The PDOR analyses were done separately by syndromic components (N = 4), species (canine and feline), and age group (all ages, <3 years, 3–7 years, 8–12 years, and 13 or more years). Thus, the ADORE system performed the PDOR procedure 40 times each day. After the PDOR procedure, an alert score was computed according to different outcome parameters, including: (1) total number of cases, (2) PDOR, (3) the lower bounds of an 80% CI and 95% CI for PDOR, and (4) whether there were alerts across different age groups, the investigated syndromes, or three or more days in a 7-day period (Table 2).

Table 2:
Scoring matrix for alert score computation and classification.
Parameter Score/classification
Number of cases
<3 0
≥3 2
PDORa
<1.25 0
1.25–1.99 3
2–2.99 5
3–3.99 7
≥4 9
80% LCLb
≤1.1 0
>1.1 2
95% LCLb
≤0.8 0
>0.8–1.1 2
>1.1 4
Across age groups
Sumc ≥ 5 in 2 or more groups 3
Else 0
Across syndromes
Sumc ≥ 5 in 2 or more syndromes 2
Else 0
Across days
Sumc ≥ 6 on 3 or more days in a week 4
Else 0
DOI: 10.7717/peerj.9093/table-2

Notes:

Proportionate diagnostic outcome ratio.
Lower confidence limit (LCL) of a PDOR.
Sum score of number of cases, PDOR, 80% LCL, and 95% LCL.

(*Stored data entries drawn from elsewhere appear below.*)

use thiserror::Error;

/// Growing the ring buffer failed.
///
/// This is the only error a push can report: the deque never rejects a handle for being full,
/// it reallocates instead, and reallocation is the one thing that can run out of resources.
/// The deque is left unchanged when this is returned.
#[derive(Error, Debug, Clone, Copy, PartialEq, Eq)]
pub enum ReserveError {
    /// Requested capacity does not fit into `usize`.
    #[error("ring capacity overflow")]
    CapacityOverflow,
    /// Allocator refused to provide a buffer of the requested capacity.
    #[error("failed to allocate ring buffer of {capacity} slots")]
    AllocFailed { capacity: usize },
}
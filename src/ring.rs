use crate::{
    config::min_capacity_from_bits,
    storage::Slots,
    traits::{Consumer, Observer, Producer},
    Config, Handle, ReserveError, MIN_CAPACITY,
};
use core::{fmt, iter::FusedIterator, slice};

/// Growable double-ended queue of handles stored in a single power-of-two ring.
///
/// # Details
///
/// The ring consists of a buffer and three counters: `head` is the slot of the front item,
/// `tail` is the slot the next item pushed to the back goes to, `count` is the number of items.
/// `head == tail` means either empty or full, `count` tells which.
///
/// Capacity is always a power of two, so logical index `i` maps to slot `(head + i) & (capacity - 1)`.
///
/// A push into a full ring doubles the buffer. A pop that leaves the ring exactly one quarter full halves it,
/// unless it is already at its minimal capacity. Since the ring is half full right after either reallocation,
/// occupancy oscillating around a boundary does not cause repeated reallocation.
///
/// Vacated slots are overwritten with [`Handle::NULL`].
#[derive(Clone)]
pub struct RingDeque<H: Handle> {
    buffer: Slots<H>,
    head: usize,
    tail: usize,
    count: usize,
    min_capacity: usize,
}

impl<H: Handle> RingDeque<H> {
    /// Creates an empty deque.
    ///
    /// `capacity` is rounded up to a power of two not less than [`MIN_CAPACITY`].
    pub fn new(capacity: usize) -> Self {
        Self::with_config(Config::new().with_initial_capacity(capacity))
    }

    pub fn with_config(config: Config) -> Self {
        Self::from_buffer(Slots::new(config.initial_capacity()), config.min_capacity())
    }

    /// Same as [`Self::with_config`] but reports allocation failure instead of aborting.
    pub fn try_with_config(config: Config) -> Result<Self, ReserveError> {
        Ok(Self::from_buffer(
            Slots::alloc(config.initial_capacity())?,
            config.min_capacity(),
        ))
    }

    fn from_buffer(buffer: Slots<H>, min_capacity: usize) -> Self {
        Self {
            buffer,
            head: 0,
            tail: 0,
            count: 0,
            min_capacity,
        }
    }

    /// Capacity below which the ring never shrinks.
    pub fn min_capacity(&self) -> usize {
        self.min_capacity
    }

    /// Sets the shrink floor to `max(2^bits, MIN_CAPACITY)`.
    ///
    /// The buffer is not reallocated right away, the new floor only affects subsequent shrinking.
    pub fn set_min_capacity(&mut self, bits: u32) {
        self.min_capacity = min_capacity_from_bits(bits);
        tracing::debug!(min_capacity = self.min_capacity, capacity = self.capacity(), "set ring min capacity");
    }

    /// Removes all items keeping the capacity.
    pub fn clear(&mut self) {
        self.buffer.clear(self.head, self.count);
        self.head = 0;
        self.tail = 0;
        self.count = 0;
    }

    /// Replaces the item at logical `index` and returns the old one.
    ///
    /// Returns `None` and leaves the deque untouched if `index >= len()`.
    pub fn set(&mut self, index: usize, item: H) -> Option<H> {
        if index < self.count {
            let slot = self.wrap(self.head + index);
            Some(self.buffer.replace(slot, item))
        } else {
            None
        }
    }

    /// Rotates the deque `n` steps front-to-back, or back-to-front if `n` is negative.
    ///
    /// Same result as `n` pairs of `pop_front` and `push_back`, but performed in place without reallocation.
    /// At most `count / 2` items are moved.
    pub fn rotate(&mut self, n: isize) {
        let count = self.count;
        if count <= 1 {
            return;
        }
        let rem = n.unsigned_abs() % count;
        let forward = if n < 0 && rem != 0 { count - rem } else { rem };
        if forward == 0 {
            return;
        }

        // Full ring has no gap between tail and head, so moving the origin is enough.
        if count == self.capacity() {
            self.head = self.wrap(self.head + forward);
            self.tail = self.head;
            return;
        }

        if forward <= count - forward {
            for _ in 0..forward {
                let item = self.buffer.take(self.head);
                self.buffer.replace(self.tail, item);
                self.head = self.next(self.head);
                self.tail = self.next(self.tail);
            }
        } else {
            for _ in 0..(count - forward) {
                self.head = self.prev(self.head);
                self.tail = self.prev(self.tail);
                let item = self.buffer.take(self.tail);
                self.buffer.replace(self.head, item);
            }
        }
    }

    /// Makes room for at least `additional` more items without further reallocation.
    pub fn reserve(&mut self, additional: usize) -> Result<(), ReserveError> {
        let required = self
            .count
            .checked_add(additional)
            .ok_or(ReserveError::CapacityOverflow)?;
        if required <= self.capacity() {
            return Ok(());
        }
        let capacity = required
            .checked_next_power_of_two()
            .ok_or(ReserveError::CapacityOverflow)?;
        self.resize(capacity)
    }

    /// Returns a pair of slices which contain, in order, the contents of the deque.
    pub fn as_slices(&self) -> (&[H], &[H]) {
        self.buffer.as_slices(self.head, self.count)
    }

    /// Iterates over the items from front to back.
    pub fn iter(&self) -> Iter<'_, H> {
        let (first, second) = self.as_slices();
        Iter {
            first: first.iter(),
            second: second.iter(),
        }
    }

    #[inline]
    fn wrap(&self, index: usize) -> usize {
        index & self.buffer.mask()
    }

    #[inline]
    fn next(&self, index: usize) -> usize {
        self.wrap(index + 1)
    }

    #[inline]
    fn prev(&self, index: usize) -> usize {
        self.wrap(index.wrapping_sub(1))
    }

    fn grow_if_full(&mut self) -> Result<(), ReserveError> {
        if self.count < self.capacity() {
            return Ok(());
        }
        let capacity = self
            .capacity()
            .checked_mul(2)
            .ok_or(ReserveError::CapacityOverflow)?;
        self.resize(capacity)
    }

    fn shrink_if_sparse(&mut self) {
        let capacity = self.capacity();
        if capacity > self.min_capacity && self.count == capacity / 4 {
            // The ring stays valid at its current size, so a failed shrink is not an error.
            if let Err(err) = self.resize(capacity / 2) {
                tracing::debug!(%err, capacity, len = self.count, "ring shrink skipped");
            }
        }
    }

    /// Moves the items into a new buffer of `capacity` slots starting at slot zero.
    fn resize(&mut self, capacity: usize) -> Result<(), ReserveError> {
        debug_assert!(capacity.is_power_of_two() && capacity >= MIN_CAPACITY);
        debug_assert!(capacity >= self.count);
        let buffer = self.buffer.relocate(self.head, self.count, capacity)?;
        tracing::trace!(from = self.capacity(), to = capacity, len = self.count, "resized ring");
        self.buffer = buffer;
        self.head = 0;
        self.tail = self.wrap(self.count);
        Ok(())
    }
}

#[cfg(test)]
impl<H: Handle + PartialEq + fmt::Debug> RingDeque<H> {
    /// Panics if the ring bookkeeping is inconsistent or a vacant slot is not null.
    pub(crate) fn assert_invariants(&self) {
        let capacity = self.capacity();
        assert!(capacity.is_power_of_two());
        assert!(capacity >= MIN_CAPACITY);
        assert!(self.count <= capacity);
        assert!(self.head < capacity);
        assert_eq!(self.tail, self.wrap(self.head + self.count));
        for index in self.count..capacity {
            assert_eq!(self.buffer.get(self.wrap(self.head + index)), H::NULL);
        }
    }
}

impl<H: Handle> Default for RingDeque<H> {
    fn default() -> Self {
        Self::new(MIN_CAPACITY)
    }
}

impl<H: Handle> Observer for RingDeque<H> {
    type Item = H;

    #[inline]
    fn capacity(&self) -> usize {
        self.buffer.len()
    }

    #[inline]
    fn len(&self) -> usize {
        self.count
    }

    #[inline]
    fn get(&self, index: usize) -> Option<H> {
        if index < self.count {
            Some(self.buffer.get(self.wrap(self.head + index)))
        } else {
            None
        }
    }
}

impl<H: Handle> Producer for RingDeque<H> {
    fn push_back(&mut self, item: H) -> Result<(), ReserveError> {
        self.grow_if_full()?;
        self.buffer.replace(self.tail, item);
        self.tail = self.next(self.tail);
        self.count += 1;
        Ok(())
    }

    fn push_front(&mut self, item: H) -> Result<(), ReserveError> {
        self.grow_if_full()?;
        self.head = self.prev(self.head);
        self.buffer.replace(self.head, item);
        self.count += 1;
        Ok(())
    }
}

impl<H: Handle> Consumer for RingDeque<H> {
    fn pop_front(&mut self) -> Option<H> {
        if self.count == 0 {
            return None;
        }
        let item = self.buffer.take(self.head);
        self.head = self.next(self.head);
        self.count -= 1;
        self.shrink_if_sparse();
        Some(item)
    }

    fn pop_back(&mut self) -> Option<H> {
        if self.count == 0 {
            return None;
        }
        self.tail = self.prev(self.tail);
        let item = self.buffer.take(self.tail);
        self.count -= 1;
        self.shrink_if_sparse();
        Some(item)
    }
}

impl<H: Handle + fmt::Debug> fmt::Debug for RingDeque<H> {
    fn fmt(&self, f: &mut fmt::Formatter<'_>) -> fmt::Result {
        f.debug_list().entries(self.iter()).finish()
    }
}

impl<'a, H: Handle> IntoIterator for &'a RingDeque<H> {
    type Item = H;
    type IntoIter = Iter<'a, H>;

    fn into_iter(self) -> Self::IntoIter {
        self.iter()
    }
}

/// Front-to-back iterator over the items of a [`RingDeque`].
#[derive(Clone)]
pub struct Iter<'a, H: Handle> {
    first: slice::Iter<'a, H>,
    second: slice::Iter<'a, H>,
}

impl<H: Handle> Iterator for Iter<'_, H> {
    type Item = H;

    #[inline]
    fn next(&mut self) -> Option<H> {
        self.first.next().or_else(|| self.second.next()).copied()
    }

    #[inline]
    fn size_hint(&self) -> (usize, Option<usize>) {
        let len = self.first.len() + self.second.len();
        (len, Some(len))
    }
}

impl<H: Handle> DoubleEndedIterator for Iter<'_, H> {
    #[inline]
    fn next_back(&mut self) -> Option<H> {
        self.second.next_back().or_else(|| self.first.next_back()).copied()
    }
}

impl<H: Handle> ExactSizeIterator for Iter<'_, H> {}

impl<H: Handle> FusedIterator for Iter<'_, H> {}
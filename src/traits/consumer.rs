use super::Observer;

/// Removing end of a deque.
pub trait Consumer: Observer {
    /// Removes the front item and returns it.
    ///
    /// Returns `None` if the deque is empty.
    fn pop_front(&mut self) -> Option<Self::Item>;

    /// Removes the back item and returns it.
    ///
    /// Returns `None` if the deque is empty.
    fn pop_back(&mut self) -> Option<Self::Item>;

    /// Returns an iterator that removes items one by one.
    ///
    /// Iterating forward pops from the front, iterating backward pops from the back.
    fn pop_iter(&mut self) -> PopIter<'_, Self> {
        PopIter { target: self }
    }

    /// Removes at most `count` items from the front.
    ///
    /// Returns the number of items removed.
    fn skip(&mut self, count: usize) -> usize {
        let mut removed = 0;
        while removed < count && self.pop_front().is_some() {
            removed += 1;
        }
        removed
    }
}

/// An iterator that removes items from the deque.
pub struct PopIter<'a, C: Consumer + ?Sized> {
    target: &'a mut C,
}

impl<C: Consumer + ?Sized> Iterator for PopIter<'_, C> {
    type Item = C::Item;

    #[inline]
    fn next(&mut self) -> Option<Self::Item> {
        self.target.pop_front()
    }

    #[inline]
    fn size_hint(&self) -> (usize, Option<usize>) {
        let len = self.target.len();
        (len, Some(len))
    }
}

impl<C: Consumer + ?Sized> DoubleEndedIterator for PopIter<'_, C> {
    #[inline]
    fn next_back(&mut self) -> Option<Self::Item> {
        self.target.pop_back()
    }
}

impl<C: Consumer + ?Sized> ExactSizeIterator for PopIter<'_, C> {}
use crate::RingDeque;

mod basic;
mod property;

fn contents<H: crate::Handle>(rb: &RingDeque<H>) -> alloc::vec::Vec<H> {
    rb.iter().collect()
}
use super::{contents, RingDeque};
use crate::{traits::*, MIN_CAPACITY};
use alloc::vec;

const A: usize = 0xa0;
const B: usize = 0xb0;
const C: usize = 0xc0;
const D: usize = 0xd0;
const E: usize = 0xe0;

#[test]
fn capacity() {
    assert_eq!(RingDeque::<usize>::new(0).capacity(), MIN_CAPACITY);
    assert_eq!(RingDeque::<usize>::new(16).capacity(), 16);
    assert_eq!(RingDeque::<usize>::new(100).capacity(), 128);
    assert_eq!(RingDeque::<usize>::default().capacity(), MIN_CAPACITY);
    assert_eq!(RingDeque::<usize>::default().min_capacity(), MIN_CAPACITY);
}

#[test]
fn push_peek_pop() {
    let mut rb = RingDeque::<usize>::new(16);
    for h in [A, B, C, D] {
        rb.push_back(h).unwrap();
    }

    assert_eq!(rb.front(), Some(A));
    assert_eq!(rb.back(), Some(D));
    assert_eq!(rb.get(2), Some(C));
    assert_eq!(rb.len(), 4);

    assert_eq!(rb.pop_front(), Some(A));
    rb.push_back(E).unwrap();
    assert_eq!(contents(&rb), vec![B, C, D, E]);
}

#[test]
fn pop_empty() {
    let mut rb = RingDeque::<usize>::default();

    assert_eq!(rb.pop_front(), None);
    assert_eq!(rb.pop_back(), None);
    assert_eq!(rb.front(), None);
    assert_eq!(rb.back(), None);
    assert!(rb.is_empty());
    assert_eq!(rb.len(), 0);
}

#[test]
fn fifo() {
    let mut rb = RingDeque::<usize>::default();
    for i in 0..10 {
        rb.push_back(i).unwrap();
    }
    for i in 0..10 {
        assert_eq!(rb.pop_front(), Some(i));
    }
    assert_eq!(rb.pop_front(), None);
}

#[test]
fn lifo() {
    let mut rb = RingDeque::<usize>::default();
    for i in 0..10 {
        rb.push_back(i).unwrap();
    }
    for i in (0..10).rev() {
        assert_eq!(rb.pop_back(), Some(i));
    }

    for i in 0..10 {
        rb.push_front(i).unwrap();
    }
    for i in (0..10).rev() {
        assert_eq!(rb.pop_front(), Some(i));
    }
    assert!(rb.is_empty());
}

#[test]
fn push_front_wraps() {
    let mut rb = RingDeque::<usize>::default();
    rb.push_front(B).unwrap();
    rb.push_front(A).unwrap();
    rb.push_back(C).unwrap();

    assert_eq!(rb.as_slices(), (&[A, B][..], &[C][..]));
    rb.assert_invariants();
    assert_eq!(contents(&rb), vec![A, B, C]);
    assert_eq!(rb.pop_back(), Some(C));
    assert_eq!(rb.pop_back(), Some(B));
    assert_eq!(rb.pop_back(), Some(A));
    assert_eq!(rb.pop_back(), None);
}

#[test]
fn clear() {
    let mut rb = RingDeque::<usize>::default();
    for i in 1..=40 {
        rb.push_back(i).unwrap();
    }
    let capacity = rb.capacity();
    assert_eq!(capacity, 64);

    rb.clear();

    assert_eq!(rb.len(), 0);
    assert!(rb.is_empty());
    assert_eq!(rb.capacity(), capacity);
    for i in 0..capacity {
        assert_eq!(rb.get(i), None);
    }
    assert_eq!(rb.as_slices(), (&[][..], &[][..]));

    rb.assert_invariants();

    rb.push_back(A).unwrap();
    assert_eq!(contents(&rb), vec![A]);
}

#[test]
fn clear_nulls_wrapped_slots() {
    let mut rb = RingDeque::<usize>::default();
    for i in 1..=3 {
        rb.push_front(i).unwrap();
    }
    rb.pop_back();
    rb.assert_invariants();
    rb.clear();
    rb.assert_invariants();
    assert_eq!(rb.capacity(), MIN_CAPACITY);
}

#[test]
fn set_min_capacity() {
    let mut rb = RingDeque::<usize>::default();
    rb.set_min_capacity(0);
    assert_eq!(rb.min_capacity(), MIN_CAPACITY);
    rb.set_min_capacity(10);
    assert_eq!(rb.min_capacity(), 1024);
    assert_eq!(rb.capacity(), MIN_CAPACITY);
}

#[test]
fn nonzero_handles() {
    use core::num::NonZeroUsize;

    let mut rb = RingDeque::<Option<NonZeroUsize>>::default();
    let h = NonZeroUsize::new(42);
    rb.push_back(h).unwrap();
    rb.push_back(None).unwrap();

    assert_eq!(rb.pop_front(), Some(h));
    assert_eq!(rb.pop_front(), Some(None));
    assert_eq!(rb.pop_front(), None);
}

#[test]
fn push_iter() {
    let mut rb = RingDeque::<usize>::default();
    assert_eq!(rb.push_iter(0..5), Ok(5));
    assert_eq!(contents(&rb), vec![0, 1, 2, 3, 4]);
}
use thiserror::Error;

/// Reason a blocking pop returned without an item.
///
/// Both are regular outcomes. No item was removed from the deque in either case.
#[derive(Error, Clone, Copy, PartialEq, Eq, Hash, Debug)]
pub enum WaitError {
    /// The [`CancelToken`](crate::CancelToken) passed to the pop has been cancelled.
    #[error("wait cancelled")]
    Cancelled,
    /// No item arrived before the timeout elapsed.
    #[error("wait timed out")]
    TimedOut,
}
pub mod consumer;
pub mod observer;
pub mod producer;

pub use consumer::Consumer;
pub use observer::Observer;
pub use producer::Producer;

This summary score, ranging from 0 to 26, was then used to generate a five-tiered alert. The first tier alert (green; score <9) was normal, with successively higher tier 2 (blue; score 9 to <13), tier 3 (yellow; score 13 to <16), tier 4 (orange; score 16 to <19), and tier 5 (red; score ≥19) for the strongest indication of an outbreak. Detailed PDOR algorithms and the scoring matrix of the ADORE system can be found in a previously published study (Kass et al., 2016). To validate the PDOR procedure, we compared the alerts generated by the ADORE system against the reported timeline of the 2007 melamine-related nephrotoxicosis foodborne outbreak. The outbreak period was defined as December 3, 2006 to April 30, 2007 in this investigation. In addition, we examined the hypothesis whether the PDOR procedure of the ADORE system would be able to detect an abnormal signal between December 3, 2006 and March 16, 2007. Detection of a signal during this period represents an early detection compared with the official recall announcement on March 16, 2007. To quantify the magnitude of false alerts (i.e. alerts that are generated outside the defined outbreak period), we present two measures: (1) daily average number of alerts and (2) positive predictive value (PPV), defined as the proportion of alerts generated by the ADORE system that were correct (i.e., generated during the defined outbreak period). The algorithms implemented in the ADORE system allow for the detection of both temporal and spatial clusters. Because the contaminated pet foods were distributed and sold across the United States, resulting in a nationwide outbreak, we focused on the evolution of the PDOR’s performance for temporal aberrant event detection in this study.

Results

During the study period (N = 307 days), 4,895,123 veterinary medical records were processed by the ADORE system using the PDOR procedure, with the majority being canine patients (83%) and young adults less than 8 years old (83%). The average daily number of medical records was 15,945, which varied by weekdays and holidays. Although no monthly pattern in the average daily number of medical records was observed, the daily number of medical records increased from March 2007 to May 2007 (Fig. 1). Overall, similar patterns were also observed in the total number of cases across all investigated syndromic components (Fig. 2). The composition of the syndromic components showed that the observed patterns were mainly driven by elevated creatinine and vomiting (Fig. 2).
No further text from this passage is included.